Zudem löst der Bebauungsplan Eingriffe in die Schutzgüter des Gesetzes über die Umweltverträglichkeitsprüfung (kurz UVPG) sowie im Sinne des Bundesnaturschutzgesetzes (kurz BNatSchG) aus. Diese werden durch Erfassung des Gebietszustandes und der vorkommenden Arten sowie Zielarten qualitativ wie quantitativ ermittelt.
In Kombination und begleitend zu den Kohärenzplanungen werden auch Kompensationsplanungen zur naturschutzfachlichen Aufwertung von Flächen betrieben. Ein Ausgleich und Ersatz erfolgt also „multifunktional" und deckt vielfältigere Lebensräume ab, als nur das Grünland. Auch der Arten- und Biotopschutz wird in diesem Zusammenhang mitberücksichtigt.
Die 335 ha großen Kohärenzflächen dürfen nicht nur nicht weiterverkauft werden, sondern müssen auch unter Natur- und Umweltgesichtspunkten gepflegt und bewirtschaftet werden. Sichergestellt wird dies durch öffentlich-rechtliche Verträge zugunsten der Stadt Wilhelmshaven. Für die Umsetzung sind u.a. weitere wasserrechtliche Genehmigungsverfahren bei den für die Kohärenz- und Kompensationsflächen zuständigen Behörden und Landkreisen notwendig.
Wozu ist die Offenlegung der Planungsunterlagen erfolgt?
Werden mit der Aufstellung oder Änderung eines Bebauungsplanes die grundlegenden Vorgaben zur Bebauung von Flächen oder Gebieten definiert, ist in Deutschland die Beteiligung der Öffentlichkeit vorgeschrieben – und zwar aus gutem Grund: Schließlich hat die Öffentlichkeit ein großes Interesse daran, was wo gebaut werden darf. Bei der sogenannten Offenlegung kann also jede*r Interessierte die Planungsunterlagen einsehen und sich selbst ein Bild davon machen, was hier künftig passieren soll oder kann. Aber das wichtigste: Jede*r Interessierte kann seine/ihre Bedenken einreichen, die dann bei der Konkretisierung der Planungsunterlagen beachten werden müssen. Ganz wichtige Akteure sind in diesem Zusammenhang die Umwelt- und Naturschutzverbände, Anlieger, Träger öffentlicher Belange sowie die Behörden. Auch sie werden gezielt um Stellungnahmen zu den Planungsunterlagen gebeten, um ihre Expertise in den weiteren Prozess mit einzubringen.

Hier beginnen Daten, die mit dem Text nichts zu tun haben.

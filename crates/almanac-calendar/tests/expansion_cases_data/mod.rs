use almanac_calendar::expand::{DateWindow, expand_recurring_events};
use almanac_calendar::model::sort_chronologically;
use almanac_calendar::record::{Snapshot, ingest};
use chrono::NaiveDate;

pub struct ExpansionCase {
    pub name: &'static str,
    /// Store snapshot, camelCase JSON.
    pub snapshot: &'static str,
    pub start: &'static str,
    pub end: &'static str,
    /// `(event id, instance date, title)` in output order.
    pub expected: &'static [(&'static str, &'static str, &'static str)],
    pub sorted: bool,
}

#[expect(clippy::too_many_lines)]
pub fn expansion_cases() -> Vec<ExpansionCase> {
    vec![
        ExpansionCase {
            name: "weekly_mon_wed_fri",
            snapshot: r#"{"events": [{"id": "standup", "title": "Standup",
                "startTime": "2024-01-01T09:00:00-05:00", "endTime": "2024-01-01T09:15:00-05:00",
                "recurrence": "weekly", "recurrenceDays": "[\"Mon\",\"Wed\",\"Fri\"]"}]}"#,
            start: "2024-01-01",
            end: "2024-01-07",
            expected: &[
                ("standup", "2024-01-01", "Standup"),
                ("standup", "2024-01-03", "Standup"),
                ("standup", "2024-01-05", "Standup"),
            ],
            sorted: false,
        },
        ExpansionCase {
            name: "cancelled_instance",
            snapshot: r#"{"events": [{"id": "standup", "title": "Standup",
                "startTime": "2024-01-01T09:00:00-05:00", "endTime": "2024-01-01T09:15:00-05:00",
                "recurrence": "weekly", "recurrenceDays": "[\"Mon\",\"Wed\",\"Fri\"]"}],
                "deviations": [{"eventId": "standup", "originalDate": "2024-01-03", "cancelled": true}]}"#,
            start: "2024-01-01",
            end: "2024-01-07",
            expected: &[
                ("standup", "2024-01-01", "Standup"),
                ("standup", "2024-01-05", "Standup"),
            ],
            sorted: false,
        },
        ExpansionCase {
            name: "move_onto_pattern_date_suppresses_it",
            snapshot: r#"{"events": [{"id": "standup", "title": "Standup",
                "startTime": "2024-01-01T09:00:00-05:00", "endTime": "2024-01-01T09:15:00-05:00",
                "recurrence": "weekly", "recurrenceDays": "[\"Mon\",\"Wed\",\"Fri\"]"}],
                "deviations": [
                    {"eventId": "standup", "originalDate": "2024-01-03", "cancelled": true},
                    {"eventId": "standup", "newDate": "2024-01-05", "overrideTitle": "Standup (moved)"}
                ]}"#,
            start: "2024-01-01",
            end: "2024-01-07",
            expected: &[
                ("standup", "2024-01-01", "Standup"),
                ("standup", "2024-01-05", "Standup (moved)"),
            ],
            sorted: false,
        },
        ExpansionCase {
            name: "move_to_off_pattern_date_sorted",
            snapshot: r#"{"events": [{"id": "review", "title": "Review",
                "startTime": "2024-03-04T14:00:00Z", "endTime": "2024-03-04T15:00:00Z",
                "recurrence": "weekly"}],
                "deviations": [
                    {"eventId": "review", "originalDate": "2024-03-11", "cancelled": true},
                    {"eventId": "review", "newDate": "2024-03-13", "overrideTitle": "Review (Wed)"}
                ]}"#,
            start: "2024-03-01",
            end: "2024-03-20",
            expected: &[
                ("review", "2024-03-04", "Review"),
                ("review", "2024-03-13", "Review (Wed)"),
                ("review", "2024-03-18", "Review"),
            ],
            sorted: true,
        },
        ExpansionCase {
            name: "biweekly_interval",
            snapshot: r#"{"events": [{"id": "sync", "title": "Sync",
                "startTime": "2024-01-02T10:00:00Z", "endTime": "2024-01-02T10:30:00Z",
                "recurrence": "Weekly", "recurrenceInterval": 2}]}"#,
            start: "2024-01-01",
            end: "2024-01-31",
            expected: &[
                ("sync", "2024-01-02", "Sync"),
                ("sync", "2024-01-16", "Sync"),
                ("sync", "2024-01-30", "Sync"),
            ],
            sorted: false,
        },
        ExpansionCase {
            name: "monthly_on_the_31st",
            snapshot: r#"{"events": [{"id": "close", "title": "Month close",
                "startTime": "2024-01-31T16:00:00Z", "endTime": "2024-01-31T17:00:00Z",
                "recurrence": "monthly"}]}"#,
            start: "2024-01-01",
            end: "2024-06-30",
            expected: &[
                ("close", "2024-01-31", "Month close"),
                ("close", "2024-03-31", "Month close"),
                ("close", "2024-05-31", "Month close"),
            ],
            sorted: false,
        },
        ExpansionCase {
            name: "yearly_until_bound",
            snapshot: r#"{"events": [{"id": "offsite", "title": "Offsite",
                "startTime": "2020-06-15T09:00:00Z", "endTime": "2020-06-15T17:00:00Z",
                "recurrence": "yearly", "recurrenceUntil": "2023-01-01"}]}"#,
            start: "2019-01-01",
            end: "2025-12-31",
            expected: &[
                ("offsite", "2020-06-15", "Offsite"),
                ("offsite", "2021-06-15", "Offsite"),
                ("offsite", "2022-06-15", "Offsite"),
            ],
            sorted: false,
        },
        ExpansionCase {
            name: "modified_instance_overlay",
            snapshot: r#"{"events": [{"id": "daily", "title": "Daily",
                "startTime": "2024-05-01T08:00:00Z", "endTime": "2024-05-01T08:10:00Z",
                "recurrence": "daily", "recurrenceInterval": 2}],
                "deviations": [{"eventId": "daily", "originalDate": "2024-05-03", "overrideTitle": "Daily (demo)"}]}"#,
            start: "2024-05-01",
            end: "2024-05-06",
            expected: &[
                ("daily", "2024-05-01", "Daily"),
                ("daily", "2024-05-03", "Daily (demo)"),
                ("daily", "2024-05-05", "Daily"),
            ],
            sorted: false,
        },
        ExpansionCase {
            name: "mixed_events_keep_input_order",
            snapshot: r#"{"events": [
                {"id": "lunch", "title": "Lunch", "startTime": "2024-02-10T12:00:00Z",
                 "endTime": "2024-02-10T13:00:00Z"},
                {"id": "gone", "title": "Gone", "startTime": "2024-02-01T09:00:00Z",
                 "endTime": "2024-02-01T10:00:00Z", "recurrence": "daily", "deleted": true},
                {"id": "weekly", "title": "Weekly", "startTime": "2024-02-05T09:00:00Z",
                 "endTime": "2024-02-05T10:00:00Z", "recurrence": "weekly"}
            ]}"#,
            start: "2024-02-01",
            end: "2024-02-14",
            expected: &[
                ("lunch", "2024-02-10", "Lunch"),
                ("weekly", "2024-02-05", "Weekly"),
                ("weekly", "2024-02-12", "Weekly"),
            ],
            sorted: false,
        },
        ExpansionCase {
            name: "unrecognized_kind_keeps_moved_instances",
            snapshot: r#"{"events": [{"id": "odd", "title": "Odd",
                "startTime": "2024-01-01T09:00:00Z", "endTime": "2024-01-01T10:00:00Z",
                "recurrence": "fortnightly"}],
                "deviations": [{"eventId": "odd", "newDate": "2024-01-09"}]}"#,
            start: "2024-01-01",
            end: "2024-01-31",
            expected: &[("odd", "2024-01-09", "Odd")],
            sorted: false,
        },
    ]
}

pub fn assert_case(case: &ExpansionCase) {
    let snapshot: Snapshot = serde_json::from_str(case.snapshot)
        .unwrap_or_else(|err| panic!("Case {} has an invalid snapshot: {err}", case.name));
    let (events, deviations) = ingest(snapshot)
        .into_strict()
        .unwrap_or_else(|err| panic!("Case {} rejected a record: {err}", case.name));

    let window = DateWindow::new(parse_date(case.start), parse_date(case.end))
        .unwrap_or_else(|err| panic!("Case {} has an invalid window: {err}", case.name));
    let mut occurrences = expand_recurring_events(&events, window, &deviations);
    if case.sorted {
        sort_chronologically(&mut occurrences);
    }

    let actual: Vec<(String, NaiveDate, String)> = occurrences
        .into_iter()
        .map(|occurrence| (occurrence.id, occurrence.instance_date, occurrence.title))
        .collect();
    let expected: Vec<(String, NaiveDate, String)> = case
        .expected
        .iter()
        .map(|(id, date, title)| ((*id).to_string(), parse_date(date), (*title).to_string()))
        .collect();
    assert_eq!(actual, expected, "Case {} did not match", case.name);
}

fn parse_date(value: &str) -> NaiveDate {
    NaiveDate::parse_from_str(value, "%Y-%m-%d")
        .unwrap_or_else(|err| panic!("Failed to parse date {value}: {err}"))
}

Wann und wo kann man die Unterlagen einsehen?
Die Offenlegung ist bereits abgeschlossen.
Die umfangreichen Unterlagen waren 1. bis 30. September 2025 online unter www.wilhelmshaven.de/Stadtverwaltung/Bauleitplanung zu finden. Wer Hilfestellung oder Unterstützung beim Zurechtfinden in diesem komplexen Werk benötigt hatte, konnte sich in dieser Zeit bei den Sprechstunden im Sitzungszimmer des Technischen Rathauses, Rathausplatz 9, an die Fachleute der Stadt wenden. Sie haben die Unterlagen erläutert, individuelle Fragen beantwortet und bei der Durchsicht der Planungen unterstützt.